Borys Budka, a former leader of the Civic Coalition has admitted that he can envisage banning the largest opposition Conervatives (PiS) EPA-EFE/PAWEL SUPERNAK


Polish PM Tusk allegedly mulling ban on political opposition


Polish Prime Minister Donald Tusk is reportedly considering a possible ban on his political opponents, a senior figure within his party has claimed.

A former leader of the Civic Coalition (KO), the party currently led by Tusk, has said the party is open to taking action aimed at banning the former ruling Law and Justice (PiS) party, arguing the group and its leaders were engaged in treason.

Borys Budka, who led the KO between 2019 and 2021, appeared on state TVP Info on May 22 and was asked if the party saw any circumstances in which it might proscribe PiS.

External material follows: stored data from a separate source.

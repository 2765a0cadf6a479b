//! The forbidden-process list.
//!
//! Backed by `forbidden-apps.json`, auto-created with built-in defaults
//! when absent. Mutations update both the file and the in-memory list the
//! live monitor matches against.

use std::path::{Path, PathBuf};
use std::sync::{Arc, RwLock};

use serde::{Deserialize, Serialize};
use thiserror::Error;
use tracing::{info, warn};

/// Default forbidden applications.
const DEFAULT_APPS: [&str; 5] = ["steam", "discord", "gamescope", "lutris", "heroic"];

/// Forbidden-list persistence errors.
#[derive(Debug, Error)]
pub enum ForbiddenListError {
    /// The list file could not be written.
    #[error("failed to persist forbidden apps: {0}")]
    Io(#[from] std::io::Error),
    /// The list could not be serialized.
    #[error("failed to serialize forbidden apps: {0}")]
    Serialize(#[from] serde_json::Error),
    /// The app name was empty after normalization.
    #[error("empty app name")]
    EmptyName,
}

#[derive(Serialize, Deserialize)]
struct AppsFile {
    forbidden_apps: Vec<String>,
}

/// Shared, file-backed forbidden-app list.
pub struct ForbiddenApps {
    file: PathBuf,
    apps: RwLock<Vec<String>>,
}

impl ForbiddenApps {
    /// Loads the list, seeding (and writing) the defaults when the file is
    /// missing or unparseable.
    #[must_use]
    pub fn load_or_seed(file: &Path) -> Arc<Self> {
        let apps = match std::fs::read(file) {
            Ok(data) => match serde_json::from_slice::<AppsFile>(&data) {
                Ok(parsed) => parsed.forbidden_apps,
                Err(e) => {
                    warn!(error = %e, "forbidden-apps file unparseable, using defaults");
                    defaults()
                }
            },
            Err(e) if e.kind() == std::io::ErrorKind::NotFound => {
                info!("forbidden-apps file absent, creating defaults");
                let apps = defaults();
                if let Err(e) = write_file(file, &apps) {
                    warn!(error = %e, "could not write default forbidden-apps file");
                }
                apps
            }
            Err(e) => {
                warn!(error = %e, "forbidden-apps file unreadable, using defaults");
                defaults()
            }
        };

        Arc::new(Self {
            file: file.to_path_buf(),
            apps: RwLock::new(apps),
        })
    }

    /// Snapshot of the current list.
    #[must_use]
    pub fn list(&self) -> Vec<String> {
        self.apps
            .read()
            .unwrap_or_else(std::sync::PoisonError::into_inner)
            .clone()
    }

    /// Adds an app (lowercased, trimmed). Returns whether it was new.
    ///
    /// # Errors
    ///
    /// Returns [`ForbiddenListError`] for empty names or persistence
    /// failures; the in-memory list is only updated on success.
    pub fn add(&self, app: &str) -> Result<bool, ForbiddenListError> {
        let app = normalize(app)?;
        let mut guard = self
            .apps
            .write()
            .unwrap_or_else(std::sync::PoisonError::into_inner);
        if guard.iter().any(|a| a.to_lowercase() == app) {
            return Ok(false);
        }
        let mut next = guard.clone();
        next.push(app.clone());
        write_file(&self.file, &next)?;
        *guard = next;
        info!(app = %app, total = guard.len(), "app added to forbidden list");
        Ok(true)
    }

    /// Removes an app. Returns whether it was present.
    ///
    /// # Errors
    ///
    /// Returns [`ForbiddenListError`] for empty names or persistence
    /// failures.
    pub fn remove(&self, app: &str) -> Result<bool, ForbiddenListError> {
        let app = normalize(app)?;
        let mut guard = self
            .apps
            .write()
            .unwrap_or_else(std::sync::PoisonError::into_inner);
        let next: Vec<String> = guard
            .iter()
            .filter(|a| a.to_lowercase() != app)
            .cloned()
            .collect();
        if next.len() == guard.len() {
            return Ok(false);
        }
        write_file(&self.file, &next)?;
        *guard = next;
        info!(app = %app, total = guard.len(), "app removed from forbidden list");
        Ok(true)
    }

    /// Whether a process (by `comm` and command line) matches any entry.
    ///
    /// Matching is substring, case-insensitive, against both fields.
    #[must_use]
    pub fn matches(&self, comm: &str, cmdline: &str) -> bool {
        let comm = comm.to_lowercase();
        let cmdline = cmdline.to_lowercase();
        self.apps
            .read()
            .unwrap_or_else(std::sync::PoisonError::into_inner)
            .iter()
            .any(|app| comm.contains(app.as_str()) || cmdline.contains(app.as_str()))
    }
}

fn defaults() -> Vec<String> {
    DEFAULT_APPS.iter().map(|a| (*a).to_string()).collect()
}

fn normalize(app: &str) -> Result<String, ForbiddenListError> {
    let app = app.trim().to_lowercase();
    if app.is_empty() {
        return Err(ForbiddenListError::EmptyName);
    }
    Ok(app)
}

fn write_file(file: &Path, apps: &[String]) -> Result<(), ForbiddenListError> {
    if let Some(parent) = file.parent() {
        std::fs::create_dir_all(parent)?;
    }
    let contents = serde_json::to_vec_pretty(&AppsFile {
        forbidden_apps: apps.to_vec(),
    })?;
    std::fs::write(file, contents)?;
    Ok(())
}

#[cfg(test)]
mod tests {
    use super::*;

    fn store() -> (tempfile::TempDir, Arc<ForbiddenApps>) {
        let dir = tempfile::tempdir().unwrap();
        let file = dir.path().join("forbidden-apps.json");
        let apps = ForbiddenApps::load_or_seed(&file);
        (dir, apps)
    }

    #[test]
    fn seeds_defaults_and_creates_file() {
        let (dir, apps) = store();
        assert_eq!(apps.list().len(), 5);
        assert!(apps.list().contains(&"steam".to_string()));
        assert!(dir.path().join("forbidden-apps.json").exists());
    }

    #[test]
    fn add_normalizes_and_deduplicates() {
        let (_dir, apps) = store();
        assert!(apps.add("  MineCraft ").unwrap());
        assert!(!apps.add("minecraft").unwrap());
        assert!(apps.list().contains(&"minecraft".to_string()));
    }

    #[test]
    fn remove_persists_across_reload() {
        let (dir, apps) = store();
        assert!(apps.remove("discord").unwrap());
        assert!(!apps.remove("discord").unwrap());

        let reloaded = ForbiddenApps::load_or_seed(&dir.path().join("forbidden-apps.json"));
        assert!(!reloaded.list().contains(&"discord".to_string()));
    }

    #[test]
    fn empty_name_is_rejected() {
        let (_dir, apps) = store();
        assert!(matches!(apps.add("  "), Err(ForbiddenListError::EmptyName)));
    }

    #[test]
    fn matching_is_substring_case_insensitive() {
        let (_dir, apps) = store();
        assert!(apps.matches("Steam", ""));
        assert!(apps.matches("steamwebhelper", ""));
        assert!(apps.matches("sh", "/usr/bin/Discord --ptb"));
        assert!(!apps.matches("firefox", "/usr/lib/firefox/firefox"));
    }
}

“I can certainly envisage such a move because PIS is a political party which is based on the worst possible authoritarian traits and which, for the last eight years by attempting to hold onto power at all costs, endangered Poland’s national interest,” the candidate for June’s European Parliament elections replied.

Budka alleged some senior PiS members were guilty of betraying the Polish State and that the Russian influence commission, which is to be appointed in a matter of days on Tusk’s orders, “will provide material for indictments”.

“In my opinion the actions of some individuals should be prosecuted because they were tantamount to treason,” he said.

Budka claimed that “[Former PiS PM] Morawiecki went to Spain to stand shoulder to shoulder with the most pro-Putin and anti-European parties”.

“Either willingly or through foolishness an experienced politician like Jarosław Kaczyński [leader and founder of the PiS] was naive enough to participate in a script written by the Kremlin,” he claimed.

When Budka was asked if the Russian influence commission would specifically target the PiS and its politicians, he responded that if people have been honest and have a clear conscience they have nothing to fear.

“It will above all else demonstrate the truth about what has been going on in Poland in the last eight years and the participation of Russian influence in the dismantling of the Polish State,” he said on the TV programme.

His words seemed at odds with what Tusk had previously stated. The PM told reporters on May 21 that the commission would cover the events of the last 20 years and would not focus on any particular political party.

Budka is the first senior government politician to suggest that such a ban could be seriously considered. Up until now, those who have suggested banning PiS have been treated as radicals, with many fearing that such a move would lead to social unrest.

Jacek Karnowski, the chief editor of portal wPolityce told Brussels Signal that the former minister’s statements could indicate not only a shift in attitude, but the method KO could employ to justify a prohibition.

“While the calls for the banning of PiS are nothing new on the part of the radicals who support Tusk, what must be a matter of concern with regard to Budka’s remarks is that it seems to indicate that the Russian influence commission is a vehicle for potentially making a move for such a ban,” he said.

According to Polish law, a political party may be banned and dissolved by the Supreme Court if it can be proved that it tried to overthrow the Constitution or promoted the application of a totalitarian ideology such as fascism or communism.

If a motion submitted to the Supreme Court is successful, a political party may be dissolved, its property confiscated, State funding for it withdrawn, and its right to field candidates in elections terminated.